8. YANG Hash representations
YANG hashes are represented in two fashions.
8.1. YANG Hash in payload
When a YANG hash value is printed in the payload, error-path or other
string, then the lowercase hexadecimal representation is used.
Leading zeros are used so the value uses 8 hex characters.
8.2. YANG Hash in URL
When a URL contains a YANG hash, it is encoded using base64url "URL
and Filename safe" encoding as specified in [RFC4648].

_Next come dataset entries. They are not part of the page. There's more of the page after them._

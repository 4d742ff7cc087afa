//! Errors surfaced by value-type operations

use thiserror::Error;

/// Recoverable errors raised by the keyspace and its value types.
///
/// Absence is never an error: lookups return `Option`. Broken internal
/// invariants panic instead of producing one of these.
#[derive(Debug, Clone, PartialEq, Eq, Error)]
pub enum StoreError {
    /// The key holds a value of another kind than the operation expects
    #[error("WRONGTYPE Operation against a key holding the wrong kind of value")]
    WrongType,

    #[error("ERR value is not an integer or out of range")]
    NotInteger,

    #[error("ERR increment or decrement would overflow")]
    Overflow,

    #[error("ERR value is not a valid float")]
    NotFloat,

    /// An arithmetic result on a score would be NaN
    #[error("ERR resulting score is not a number (NaN)")]
    NanResult,

    #[error("ERR index out of range")]
    IndexOutOfRange,

    #[error("ERR no such key")]
    NoSuchKey,
}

The hash H is represented as a 30-bit integer, divided into five
6-bit integers as follows:
B1 = (H & 0x3f000000) >> 24
B2 = (H & 0xfc0000) >> 18
B3 = (H & 0x03f000) >> 12
B4 = (H & 0x000fc0) >> 6
B5 = H & 0x00003f
Bierman & van der Stok Expires August 13, 2016 [Page 13]
Internet-Draft Yhash February 2016
Subsequently, each 6-bit integer Bx is translated into a character Cx
using Table 2 from [RFC4648], and a string is formed by concatenating
the characters in the order C1, C2, C3, C4, C5.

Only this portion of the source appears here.